Report: Precence of microplastic in Norwegian drinking water are close to zero
There are very low levels of microplastic in the water from Norwegian waterworks, according to a report conducted by Norwegian Water. The Norwegian Institute of Public Health concludes that this does not pose any health risk. The Norwegian Institute of Water Research (NIVA) has carried out the analyzes and the scientific work.
Norwegian Water has conducted a study of microplastic in Norwegian drinking water. 72 triplicate samples from 24 waterworks in Norway and 72 blanks were analyzed for microplastic particles. The results show that the presence of microplastic in the water samples were zero or near zero.
The final report, «Mapping Microplastic in Norwegian Drinking Water», was made available earlier this autumn in Vannbokhandelen. Now, it is also available on ResearchGate.
In the course of the project, 72 triplicate samples from 24 waterworks in Norway and 72 blanks were analysed for microplastic particles. From the ﬁndings in this study, it is concluded that concentrations of less than 4.1 microplastic particles per litre should not be given or used for comparison. Whenever analysis is done to elucidate a possible contamination of water, special care must be taken in the sampling and in the conductance of the analysis. Furthermore, the limits of detection and of quantitation must be taken into account in the design of the experiment, the sampling, and in the decision about the number and volume of samples to be analysed.

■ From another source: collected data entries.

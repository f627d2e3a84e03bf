//! Chromium driver over CDP (feature `browser`).
//!
//! Element interactions are executed as page scripts built from
//! [`Selector::to_query`], so every variant (including text filters and
//! scoped selectors) resolves with the same first-match rule. File
//! selection goes through `DOM.setFileInputFiles` and therefore needs a
//! selector with a CSS rendering.

use super::{ElementHandle, UiDriver};
use crate::config::HarnessConfig;
use crate::result::{HarnessError, HarnessResult};
use async_trait::async_trait;
use chromiumoxide::browser::{Browser, BrowserConfig};
use chromiumoxide::cdp::browser_protocol::dom::SetFileInputFilesParams;
use chromiumoxide::page::Page;
use futures::StreamExt;
use serde::Deserialize;
use std::path::{Path, PathBuf};
use std::sync::atomic::{AtomicU64, Ordering};
use tokio::sync::Mutex;
use tokio::task::JoinHandle;
use tracing::debug;

/// Launch settings for [`ChromiumDriver`]
#[derive(Debug, Clone)]
pub struct BrowserSettings {
    /// Base URL relative navigations are joined to
    pub base_url: String,
    /// Run without a window
    pub headless: bool,
    /// Keep the Chromium sandbox enabled
    pub sandbox: bool,
    /// Chromium executable override
    pub chromium_path: Option<PathBuf>,
}

impl Default for BrowserSettings {
    fn default() -> Self {
        Self {
            base_url: crate::config::DEFAULT_BASE_URL.to_string(),
            headless: true,
            sandbox: true,
            chromium_path: None,
        }
    }
}

impl BrowserSettings {
    /// Settings pointing at the configured base URL
    #[must_use]
    pub fn from_config(config: &HarnessConfig) -> Self {
        Self {
            base_url: config.base_url.clone(),
            ..Self::default()
        }
    }

    /// Set headless mode
    #[must_use]
    pub const fn headless(mut self, headless: bool) -> Self {
        self.headless = headless;
        self
    }

    /// Disable the Chromium sandbox (containers, CI)
    #[must_use]
    pub const fn no_sandbox(mut self) -> Self {
        self.sandbox = false;
        self
    }

    /// Use a specific Chromium executable
    #[must_use]
    pub fn chromium_path(mut self, path: impl Into<PathBuf>) -> Self {
        self.chromium_path = Some(path.into());
        self
    }
}

/// Result envelope of an element script
#[derive(Debug, Deserialize)]
#[serde(tag = "status", rename_all = "lowercase")]
enum ScriptOutcome {
    Ok {
        #[serde(default)]
        value: serde_json::Value,
    },
    Missing,
    Rejected {
        message: String,
    },
}

/// Browser driver with a real CDP connection
#[derive(Debug)]
pub struct ChromiumDriver {
    settings: BrowserSettings,
    browser: Mutex<Browser>,
    page: Page,
    epoch: AtomicU64,
    handler: JoinHandle<()>,
}

impl ChromiumDriver {
    /// Launch Chromium and open a blank page
    ///
    /// # Errors
    ///
    /// Returns error if the browser cannot be launched
    pub async fn launch(settings: BrowserSettings) -> HarnessResult<Self> {
        let mut builder = BrowserConfig::builder();
        if !settings.headless {
            builder = builder.with_head();
        }
        if !settings.sandbox {
            builder = builder.no_sandbox();
        }
        if let Some(ref path) = settings.chromium_path {
            builder = builder.chrome_executable(path);
        }
        let config = builder.build().map_err(HarnessError::driver)?;

        let (browser, mut handler) = Browser::launch(config)
            .await
            .map_err(HarnessError::driver)?;

        let handler = tokio::spawn(async move {
            while let Some(event) = handler.next().await {
                if event.is_err() {
                    break;
                }
            }
        });

        let page = browser
            .new_page("about:blank")
            .await
            .map_err(HarnessError::driver)?;

        Ok(Self {
            settings,
            browser: Mutex::new(browser),
            page,
            epoch: AtomicU64::new(0),
            handler,
        })
    }

    /// Close the browser
    ///
    /// # Errors
    ///
    /// Returns error if the browser refuses to close
    pub async fn close(self) -> HarnessResult<()> {
        let _ = self
            .browser
            .lock()
            .await
            .close()
            .await
            .map_err(HarnessError::driver)?;
        self.handler.abort();
        Ok(())
    }

    fn url_for(&self, path: &str) -> String {
        if path.starts_with("http://") || path.starts_with("https://") || path == "about:blank" {
            path.to_string()
        } else {
            format!("{}{path}", self.settings.base_url.trim_end_matches('/'))
        }
    }

    /// Resolve the handle in the page and run `body` with `el` bound.
    ///
    /// `body` must return `{ status: "ok", value }` or
    /// `{ status: "rejected", message }`.
    async fn run(&self, handle: &ElementHandle, body: &str) -> HarnessResult<serde_json::Value> {
        handle.ensure_fresh(self.epoch())?;
        let script = format!(
            "(() => {{ const el = {}; if (!el) return {{ status: \"missing\" }}; {body} }})()",
            handle.selector().to_query()
        );
        let outcome: ScriptOutcome = self
            .page
            .evaluate(script.as_str())
            .await
            .map_err(HarnessError::driver)?
            .into_value()?;
        match outcome {
            ScriptOutcome::Ok { value } => Ok(value),
            ScriptOutcome::Missing => Err(HarnessError::locator(handle.selector())),
            ScriptOutcome::Rejected { message } => {
                Err(HarnessError::interaction(handle.selector(), message))
            }
        }
    }

    async fn query_bool(&self, handle: &ElementHandle, expression: &str) -> HarnessResult<bool> {
        handle.ensure_fresh(self.epoch())?;
        let script = format!(
            "(() => {{ const el = {}; return {expression}; }})()",
            handle.selector().to_query()
        );
        Ok(self
            .page
            .evaluate(script.as_str())
            .await
            .map_err(HarnessError::driver)?
            .into_value()?)
    }
}

const REJECT_DISABLED: &str =
    "if (el.disabled) return { status: \"rejected\", message: \"element is disabled\" };";
const REJECT_HIDDEN: &str = "if (el.getClientRects().length === 0) return { status: \"rejected\", message: \"element is not visible\" };";
const REJECT_NOT_EDITABLE: &str = "if (!(\"value\" in el) || el.type === \"file\") return { status: \"rejected\", message: \"element is not editable\" };";
const NOTIFY_INPUT: &str = "el.dispatchEvent(new Event(\"input\", { bubbles: true })); el.dispatchEvent(new Event(\"change\", { bubbles: true }));";

/// Element script evaluating `expression` with `this` bound to `el`; a throw yields `null`
fn evaluate_body(expression: &str) -> String {
    format!(
        "let value = null; try {{ value = (function () {{ return ({expression}); }}).call(el); }} catch (e) {{}} return {{ status: \"ok\", value }};"
    )
}

#[async_trait]
impl UiDriver for ChromiumDriver {
    fn epoch(&self) -> u64 {
        self.epoch.load(Ordering::SeqCst)
    }

    async fn navigate(&self, path: &str) -> HarnessResult<()> {
        let url = self.url_for(path);
        debug!(url = %url, "navigate");
        let _ = self
            .page
            .goto(url.as_str())
            .await
            .map_err(|e| HarnessError::driver(format!("navigation to {url} failed: {e}")))?;
        let _ = self.epoch.fetch_add(1, Ordering::SeqCst);
        Ok(())
    }

    async fn click(&self, handle: &ElementHandle) -> HarnessResult<()> {
        let body = format!("{REJECT_DISABLED} {REJECT_HIDDEN} el.click(); return {{ status: \"ok\" }};");
        self.run(handle, &body).await.map(drop)
    }

    async fn type_text(&self, handle: &ElementHandle, text: &str) -> HarnessResult<()> {
        let body = format!(
            "{REJECT_DISABLED} {REJECT_NOT_EDITABLE} el.focus(); el.value += {}; {NOTIFY_INPUT} return {{ status: \"ok\" }};",
            serde_json::to_string(text)?
        );
        self.run(handle, &body).await.map(drop)
    }

    async fn clear(&self, handle: &ElementHandle) -> HarnessResult<()> {
        let body = format!(
            "{REJECT_DISABLED} {REJECT_NOT_EDITABLE} el.value = \"\"; {NOTIFY_INPUT} return {{ status: \"ok\" }};"
        );
        self.run(handle, &body).await.map(drop)
    }

    async fn read_text(&self, handle: &ElementHandle) -> HarnessResult<String> {
        let value = self
            .run(handle, "return { status: \"ok\", value: el.innerText };")
            .await?;
        Ok(value.as_str().unwrap_or_default().to_string())
    }

    async fn upload_file(&self, handle: &ElementHandle, path: &Path) -> HarnessResult<()> {
        let css = handle.selector().to_css().ok_or_else(|| {
            HarnessError::interaction(handle.selector(), "file inputs need a CSS selector")
        })?;
        self.run(
            handle,
            &format!("{REJECT_DISABLED} if (el.type !== \"file\") return {{ status: \"rejected\", message: \"not a file input\" }}; return {{ status: \"ok\" }};"),
        )
        .await?;

        let element = self
            .page
            .find_element(css)
            .await
            .map_err(|_| HarnessError::locator(handle.selector()))?;
        let params = SetFileInputFilesParams::builder()
            .files(vec![path.display().to_string()])
            .backend_node_id(element.backend_node_id)
            .build()
            .map_err(HarnessError::driver)?;
        let _ = self
            .page
            .execute(params)
            .await
            .map_err(HarnessError::driver)?;
        Ok(())
    }

    async fn is_present(&self, handle: &ElementHandle) -> HarnessResult<bool> {
        self.query_bool(handle, "el !== null").await
    }

    async fn is_clickable(&self, handle: &ElementHandle) -> HarnessResult<bool> {
        self.query_bool(
            handle,
            "el !== null && !el.disabled && el.getClientRects().length > 0",
        )
        .await
    }

    async fn evaluate(
        &self,
        handle: &ElementHandle,
        expression: &str,
    ) -> HarnessResult<serde_json::Value> {
        self.run(handle, &evaluate_body(expression)).await
    }
}

#[cfg(test)]
mod tests {
    use super::*;

    #[test]
    fn test_settings_from_config() {
        let config = HarnessConfig::default().with_base_url("http://sut.local:8443");
        let settings = BrowserSettings::from_config(&config).no_sandbox();
        assert_eq!(settings.base_url, "http://sut.local:8443");
        assert!(!settings.sandbox);
        assert!(settings.headless);
    }

    #[test]
    fn test_evaluation_swallows_throws() {
        let body = evaluate_body("this.scope().submission.pow === true");
        assert!(body.starts_with("let value = null; try {"));
        assert!(body.contains("return (this.scope().submission.pow === true);"));
        assert!(body.contains("catch (e) {}"));
        assert!(body.ends_with("return { status: \"ok\", value };"));
    }

    #[test]
    fn test_outcome_parsing() {
        let ok: ScriptOutcome =
            serde_json::from_str(r#"{"status":"ok","value":"1234"}"#).unwrap();
        assert!(matches!(ok, ScriptOutcome::Ok { value } if value == "1234"));

        let missing: ScriptOutcome = serde_json::from_str(r#"{"status":"missing"}"#).unwrap();
        assert!(matches!(missing, ScriptOutcome::Missing));

        let bare: ScriptOutcome = serde_json::from_str(r#"{"status":"ok"}"#).unwrap();
        assert!(matches!(bare, ScriptOutcome::Ok { value } if value.is_null()));
    }
}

In the current study, no microplastic particles could be detected or quantiﬁed in the drinking water of the 24 water works who participated. They had been selected since their drinking water sources were anticipated to have the highest probability for all Norwegian water works to be polluted with microplastic particles.
Conclusively, it is very likely that microplastic particles cannot be detected in any drinking water in Norway. There is the small possibility that the drinking water in Norway contains microplastic particles at extremely low concentrations below the detection limit. However, these low concentrations do not provide a health risk.
The Norwegian Institute for Water Research (NIVA) has carried out the analyzes and the scientific work, and the study has been carried out in cooperation with the Norwegian Food Safety Authority and the Norwegian Environment Agency. Authors were Wolfgang Uhl and Mona Eftekhardadkhah from NIVA, and Camilla Svendsen (Norwegian Institute of Public Health).